I will attempt to make a new O(1) cache called FastLFUCache
Please, please, please lets end the madness of subjective adjectives in class names ... if it's an LFU cache wrapped around a "hawtdb" why don't we just call it "HawtDbLFUCache" ?
I've been working on this. I've come to realize that I don't completely understand how CacheRegenerator works. I suspect that it is geared around LRU caches and that the new cache won't have any of the frequency information from the old one, it will just put the entries into the cache as if they were new. Can anyone confirm this?
The idea behind the CacheRegenerator API is to be as simple as possible and agnostic to:
- the Cache Impl (ie: LRUCache vs LFUCache vs HawtDbLFUCache)
- the cache usage (ie: Query->DocSets vs Query->DocList vs String->MyCustomClass)
- the means of generating values from keys (ie: how do you know which MyCustomClass should be cached for which String)

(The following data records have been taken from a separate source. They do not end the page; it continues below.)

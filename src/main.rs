use std::path::PathBuf;
use std::sync::Arc;

use anyhow::{bail, Context};
use clap::{Parser, Subcommand};
use streamtrack::clock::SystemClock;
use streamtrack::format::{format_duration, DurationStyle};
use streamtrack::scenario::Scenario;
use streamtrack::{resolve_video_id, TrackerConfig};

#[derive(Parser)]
#[command(name = "streamtrack", about = "Play/pause/seek tracking for embedded video players")]
struct Cli {
    /// Enable debug logging (RUST_LOG still takes precedence)
    #[arg(short, long, global = true)]
    verbose: bool,

    #[command(subcommand)]
    command: Command,
}

#[derive(Subcommand)]
enum Command {
    /// Replay a scenario file through a scripted player and print the log
    Replay {
        scenario: PathBuf,
        /// JSON tracker configuration (missing fields use defaults)
        #[arg(long)]
        config: Option<PathBuf>,
        /// Print the log as JSON instead of text
        #[arg(long)]
        json: bool,
    },
    /// Resolve a video id from a URL or bare id
    Resolve { text: String },
    /// Format a number of seconds
    Duration {
        seconds: f64,
        #[arg(long)]
        compact: bool,
        #[arg(long)]
        no_days: bool,
    },
    /// Fetch the player bootstrap script
    FetchBootstrap {
        #[arg(long)]
        url: Option<String>,
    },
}

fn load_config(path: Option<&PathBuf>) -> anyhow::Result<TrackerConfig> {
    match path {
        Some(p) => {
            let text = std::fs::read_to_string(p).with_context(|| format!("reading {}", p.display()))?;
            Ok(TrackerConfig::from_json_str(&text)?)
        }
        None => Ok(TrackerConfig::default()),
    }
}

#[tokio::main]
async fn main() -> anyhow::Result<()> {
    let cli = Cli::parse();

    let default_level = if cli.verbose { "debug" } else { "warn" };
    env_logger::Builder::from_env(env_logger::Env::default().default_filter_or(default_level)).init();

    match cli.command {
        Command::Replay { scenario, config, json } => {
            let config = load_config(config.as_ref())?;
            let scenario = Scenario::from_path(&scenario)
                .with_context(|| format!("loading scenario {}", scenario.display()))?;
            let log = scenario.run(&config, Arc::new(SystemClock)).await?;
            if json {
                println!("{}", log.to_json()?);
            } else {
                println!("{}", log.render(&chrono::Local));
            }
        }
        Command::Resolve { text } => match resolve_video_id(&text) {
            Some(id) => {
                println!("{}", id);
                println!("{}", id.embed_url());
            }
            None => bail!("no video identifier found in {:?}", text.trim()),
        },
        Command::Duration {
            seconds,
            compact,
            no_days,
        } => {
            let style = DurationStyle {
                compact,
                show_days: !no_days,
            };
            println!("{}", format_duration(seconds, style));
        }
        Command::FetchBootstrap { url } => fetch_bootstrap(url).await?,
    }
    Ok(())
}

#[cfg(feature = "http")]
async fn fetch_bootstrap(url: Option<String>) -> anyhow::Result<()> {
    use streamtrack::loader::BootstrapLoader;

    let mut config = TrackerConfig::default();
    if let Some(url) = url {
        config.bootstrap_url = url;
    }
    let loader = BootstrapLoader::from_config(&config)?;
    let script = loader.load().await?;
    println!("{}: {} bytes", script.url, script.source.len());
    Ok(())
}

#[cfg(not(feature = "http"))]
async fn fetch_bootstrap(_url: Option<String>) -> anyhow::Result<()> {
    bail!("built without the `http` feature")
}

... so you can have a custom (named) cache instance declared in your solrconfig.xml with your own MySpecialCacheRegenerator that knows about your usecase and might do something special with the keys/values (like: short-circut part of the generation if it can see the data hasn't changed, or read from authoritative data files outside of solr, etc...) and then use any Cache impl class that you're heart desires, and things will still work right.

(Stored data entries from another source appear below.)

//! Player bootstrap script loader.
//!
//! The embedded player needs its bootstrap script before any player can be
//! constructed. Loading is memoized: the first caller starts the fetch and
//! every later caller awaits the same in-flight (or finished) load. A failed
//! load stays cached until [`BootstrapLoader::reset`].

use std::sync::{Arc, Mutex};

use futures::future::{BoxFuture, FutureExt, Shared};
use log::{debug, info};

use crate::Result;

/// A fetched bootstrap script
#[derive(Debug, Clone, PartialEq)]
pub struct BootstrapScript {
    pub url: String,
    pub source: String,
}

type LoadFuture = BoxFuture<'static, Result<Arc<BootstrapScript>>>;

/// Where the bootstrap script comes from
pub trait ScriptSource: Send + Sync {
    fn fetch(&self) -> BoxFuture<'static, Result<BootstrapScript>>;
}

/// A script known up front (offline use, builds without the `http` feature)
pub struct InlineScriptSource {
    script: BootstrapScript,
}

impl InlineScriptSource {
    pub fn new(url: impl Into<String>, source: impl Into<String>) -> Self {
        InlineScriptSource {
            script: BootstrapScript {
                url: url.into(),
                source: source.into(),
            },
        }
    }
}

impl ScriptSource for InlineScriptSource {
    fn fetch(&self) -> BoxFuture<'static, Result<BootstrapScript>> {
        let script = self.script.clone();
        async move { Ok(script) }.boxed()
    }
}

#[cfg(feature = "http")]
pub use http::HttpScriptSource;

#[cfg(feature = "http")]
mod http {
    use super::{BootstrapScript, ScriptSource};
    use crate::{Error, Result, TrackerConfig};
    use futures::future::{BoxFuture, FutureExt};
    use reqwest::Client;
    use std::time::Duration;

    /// Fetches the bootstrap script over HTTP(S)
    pub struct HttpScriptSource {
        client: Client,
        url: String,
    }

    impl HttpScriptSource {
        pub fn new(url: impl Into<String>, timeout_ms: u64) -> Result<Self> {
            let client = Client::builder()
                .timeout(Duration::from_millis(timeout_ms))
                .build()
                .map_err(|e| Error::InitializationError(format!("Failed to build HTTP client: {}", e)))?;
            Ok(Self {
                client,
                url: url.into(),
            })
        }

        pub fn from_config(config: &TrackerConfig) -> Result<Self> {
            Self::new(config.bootstrap_url.clone(), config.bootstrap_timeout_ms)
        }
    }

    impl ScriptSource for HttpScriptSource {
        fn fetch(&self) -> BoxFuture<'static, Result<BootstrapScript>> {
            let client = self.client.clone();
            let url = self.url.clone();
            async move {
                let resp = client
                    .get(&url)
                    .send()
                    .await
                    .map_err(|e| Error::BootstrapError(format!("Failed to fetch {}: {}", url, e)))?;
                let status = resp.status();
                if !status.is_success() {
                    return Err(Error::BootstrapError(format!("{} returned HTTP {}", url, status)));
                }
                let source = resp
                    .text()
                    .await
                    .map_err(|e| Error::BootstrapError(format!("Failed to read response body: {}", e)))?;
                Ok(BootstrapScript { url, source })
            }
            .boxed()
        }
    }
}

/// Init-once loader with an explicit reset.
pub struct BootstrapLoader {
    source: Arc<dyn ScriptSource>,
    inflight: Mutex<Option<Shared<LoadFuture>>>,
}

impl BootstrapLoader {
    pub fn new(source: Arc<dyn ScriptSource>) -> Self {
        BootstrapLoader {
            source,
            inflight: Mutex::new(None),
        }
    }

    /// Loader backed by the configured bootstrap URL
    #[cfg(feature = "http")]
    pub fn from_config(config: &crate::TrackerConfig) -> Result<Self> {
        Ok(Self::new(Arc::new(HttpScriptSource::from_config(config)?)))
    }

    /// Load the script, or join the load already in progress.
    pub async fn load(&self) -> Result<Arc<BootstrapScript>> {
        let fut = {
            let mut slot = self.inflight.lock().unwrap_or_else(|e| e.into_inner());
            match slot.as_ref() {
                Some(f) => f.clone(),
                None => {
                    debug!("starting bootstrap load");
                    let fetch = self.source.fetch();
                    let f: LoadFuture = async move {
                        let script = fetch.await?;
                        info!("bootstrap script loaded from {} ({} bytes)", script.url, script.source.len());
                        Ok(Arc::new(script))
                    }
                    .boxed();
                    let shared = f.shared();
                    *slot = Some(shared.clone());
                    shared
                }
            }
        };
        fut.await
    }

    /// Whether a load has completed successfully
    pub fn is_loaded(&self) -> bool {
        let slot = self.inflight.lock().unwrap_or_else(|e| e.into_inner());
        matches!(slot.as_ref().and_then(|f| f.peek()), Some(Ok(_)))
    }

    /// Forget any cached or in-flight load so the next `load` starts over.
    pub fn reset(&self) {
        let mut slot = self.inflight.lock().unwrap_or_else(|e| e.into_inner());
        *slot = None;
    }
}

#[cfg(test)]
mod tests {
    use super::*;
    use crate::Error;
    use std::sync::atomic::{AtomicUsize, Ordering};

    struct CountingSource {
        calls: Arc<AtomicUsize>,
        fail: bool,
    }

    impl ScriptSource for CountingSource {
        fn fetch(&self) -> BoxFuture<'static, Result<BootstrapScript>> {
            let n = self.calls.fetch_add(1, Ordering::SeqCst);
            let fail = self.fail;
            async move {
                tokio::time::sleep(std::time::Duration::from_millis(10)).await;
                if fail {
                    Err(Error::BootstrapError(format!("attempt {} failed", n)))
                } else {
                    Ok(BootstrapScript {
                        url: "test://bootstrap".into(),
                        source: "window.YT = {}".into(),
                    })
                }
            }
            .boxed()
        }
    }

    fn loader(fail: bool) -> (BootstrapLoader, Arc<AtomicUsize>) {
        let calls = Arc::new(AtomicUsize::new(0));
        let source = CountingSource {
            calls: calls.clone(),
            fail,
        };
        (BootstrapLoader::new(Arc::new(source)), calls)
    }

    #[tokio::test]
    async fn concurrent_loads_share_one_fetch() {
        let (l, calls) = loader(false);
        let (a, b) = tokio::join!(l.load(), l.load());
        assert_eq!(a.unwrap(), b.unwrap());
        assert_eq!(calls.load(Ordering::SeqCst), 1);
        assert!(l.is_loaded());
        l.load().await.unwrap();
        assert_eq!(calls.load(Ordering::SeqCst), 1);
    }

    #[tokio::test]
    async fn failure_is_cached_until_reset() {
        let (l, calls) = loader(true);
        let first = l.load().await.unwrap_err();
        let second = l.load().await.unwrap_err();
        assert_eq!(first, second);
        assert_eq!(calls.load(Ordering::SeqCst), 1);
        assert!(!l.is_loaded());

        l.reset();
        let third = l.load().await.unwrap_err();
        assert_eq!(third, Error::BootstrapError("attempt 1 failed".into()));
        assert_eq!(calls.load(Ordering::SeqCst), 2);
    }

    #[tokio::test]
    async fn inline_source_loads_immediately() {
        let l = BootstrapLoader::new(Arc::new(InlineScriptSource::new("inline", "ok")));
        let s = l.load().await.unwrap();
        assert_eq!(s.source, "ok");
    }
}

After the new cache is regenerated, should I go through the new cache, grab the frequency information from the old cache with each key, and fix the new cache up?

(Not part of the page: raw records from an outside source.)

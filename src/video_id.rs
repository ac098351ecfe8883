//! Video identifier resolution.
//!
//! Users paste anything from a bare identifier to a full watch/share/embed
//! link; [`resolve_video_id`] extracts the 11-character identifier when there
//! is one.

use std::fmt;

use serde::{Deserialize, Serialize};
use url::Url;

/// Length of a video identifier
pub const VIDEO_ID_LEN: usize = 11;

const EMBED_BASE: &str = "https://www.youtube.com/embed/";
const WATCH_BASE: &str = "https://www.youtube.com/watch";

/// A validated 11-character video identifier (`[A-Za-z0-9_-]{11}`).
#[derive(Debug, Clone, PartialEq, Eq, Hash, Serialize, Deserialize)]
#[serde(try_from = "String", into = "String")]
pub struct VideoId(String);

fn is_id_char(c: char) -> bool {
    c.is_ascii_alphanumeric() || c == '-' || c == '_'
}

impl VideoId {
    /// Accepts exactly 11 valid characters, verbatim.
    pub fn parse(s: &str) -> Option<Self> {
        if s.len() == VIDEO_ID_LEN && s.chars().all(is_id_char) {
            Some(VideoId(s.to_string()))
        } else {
            None
        }
    }

    pub fn as_str(&self) -> &str {
        &self.0
    }

    /// Player embed URL with the JS API enabled and inline playback.
    pub fn embed_url(&self) -> Url {
        let mut u = Url::parse(EMBED_BASE).expect("static embed base is a valid URL");
        u.set_path(&format!("/embed/{}", self.0));
        u.query_pairs_mut()
            .append_pair("enablejsapi", "1")
            .append_pair("playsinline", "1")
            .append_pair("controls", "1");
        u
    }

    /// Canonical watch page URL, used to prefill the URL input.
    pub fn watch_url(&self) -> Url {
        let mut u = Url::parse(WATCH_BASE).expect("static watch base is a valid URL");
        u.query_pairs_mut().append_pair("v", &self.0);
        u
    }
}

impl fmt::Display for VideoId {
    fn fmt(&self, f: &mut fmt::Formatter<'_>) -> fmt::Result {
        f.write_str(&self.0)
    }
}

impl AsRef<str> for VideoId {
    fn as_ref(&self) -> &str {
        &self.0
    }
}

impl TryFrom<String> for VideoId {
    type Error = crate::Error;

    fn try_from(value: String) -> crate::Result<Self> {
        VideoId::parse(&value).ok_or(crate::Error::InvalidVideoId(value))
    }
}

impl From<VideoId> for String {
    fn from(id: VideoId) -> Self {
        id.0
    }
}

// First 11 characters of `s`, if they are all identifier characters.
fn leading_id(s: &str) -> Option<VideoId> {
    let prefix: String = s.chars().take(VIDEO_ID_LEN).collect();
    VideoId::parse(&prefix)
}

fn parse_loose(input: &str) -> Option<Url> {
    Url::parse(input)
        .ok()
        .filter(|u| u.has_host())
        .or_else(|| Url::parse(&format!("https://{}", input)).ok())
}

fn is_youtube_host(host: &str) -> bool {
    host == "youtube.com" || host.ends_with(".youtube.com")
}

/// Extract a video identifier from user input.
///
/// Accepted forms (input is trimmed first):
/// - a bare identifier: `dQw4w9WgXcQ`
/// - `youtube.com/watch?v=ID` (also with `v` later in the query)
/// - `youtu.be/ID`
/// - `youtube.com/embed/ID`
///
/// Scheme and subdomain are optional.
pub fn resolve_video_id(input: &str) -> Option<VideoId> {
    let trimmed = input.trim();
    if trimmed.is_empty() {
        return None;
    }
    if let Some(id) = VideoId::parse(trimmed) {
        return Some(id);
    }

    let url = parse_loose(trimmed)?;
    let host = url.host_str()?.to_ascii_lowercase();
    let mut segments = url.path_segments()?;

    if host == "youtu.be" || host == "www.youtu.be" {
        return segments.next().and_then(leading_id);
    }
    if !is_youtube_host(&host) {
        return None;
    }
    match segments.next() {
        Some("watch") => url
            .query_pairs()
            .find(|(k, _)| k == "v")
            .and_then(|(_, v)| leading_id(&v)),
        Some("embed") => segments.next().and_then(leading_id),
        _ => None,
    }
}
/// One running classifier, bound to one playback session.
pub struct Classifier {
    state: ClassifierState,
    settings: ClassifierSettings,
    clock: Arc<dyn Clock>,
}

impl Classifier {
    pub fn new(settings: ClassifierSettings, clock: Arc<dyn Clock>) -> Self {
        Self {
            state: ClassifierState::default(),
            settings,
            clock,
        }
    }

    pub fn state(&self) -> &ClassifierState {
        &self.state
    }

    pub fn settings(&self) -> &ClassifierSettings {
        &self.settings
    }

    pub fn is_cancelled(&self) -> bool {
        self.state.cancelled
    }

    pub fn pending_verification(&self) -> Option<&PendingVerification> {
        self.state.pending_verification.as_ref()
    }

    /// Process one player notification.
    pub fn on_notification(&mut self, n: &Notification) -> Step {
        if self.state.cancelled {
            debug!("classifier cancelled; ignoring {:?} notification", n.state);
            return Step::default();
        }
        if let Some(p) = self.state.pending_verification {
            debug!(
                "{:?} notification supersedes pending verification (reference={}s)",
                n.state, p.reference_secs
            );
        }
        let current = self.resolve_position(n.reported_position_secs);
        let step = self.state.apply(n.state, current, &self.settings, self.clock.now());
        debug!(
            "classified {:?}@{}s -> {} event(s), verification={}",
            n.state,
            current,
            step.events.len(),
            step.verification.is_some()
        );
        step
    }

    /// Complete a verification check. `live_position_secs` is the position
    /// read at fire time (`None` if the read failed). Stale or cancelled
    /// tickets yield nothing.
    pub fn on_verification(
        &mut self,
        ticket: VerificationTicket,
        live_position_secs: Option<f64>,
    ) -> Option<SemanticEvent> {
        if self.state.cancelled {
            debug!("dropping verification that fired after cancellation");
            return None;
        }
        let live = self.resolve_position(live_position_secs);
        let event = self.state.verify(ticket, live, &self.settings, self.clock.now());
        debug!("verification at {}s -> seek={}", live, event.is_some());
        event
    }

    /// Permanently stop emitting. Any outstanding ticket becomes a no-op.
    pub fn cancel(&mut self) {
        self.state.cancelled = true;
        self.state.pending_verification = None;
    }

    // Failed or nonsensical reads fall back to the last known position.
    fn resolve_position(&self, reported: Option<f64>) -> f64 {
        match reported {
            Some(p) if p.is_finite() => p.round(),
            _ => {
                warn!(
                    "player position unavailable; using last known {}s",
                    self.state.last_known_position_secs
                );
                self.state.last_known_position_secs
            }
        }
    }
}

you certainly could – when (new HawtDbLFUCache(...)).warm(...) is called, it needs to delegate to the regenerator for pulling values from the "old" cache, but that doesn't mean it can't also directly ask the "old" cache instance for stats about each of the old keys as it loops over them – remember: the "new" cache is the one inspecting the "old" cache and deciding what things to ask the regenerator to generate.
But i question whether you really want any sort of stats from the "old" cache copied over to the "new" cache. it is, after all, a completely new cache – with new usage. should the stats really be preserved forever? regardless of how popular an object was in the "old" cache instance, should we automatically assume it's equally popular in the "new" cache instance?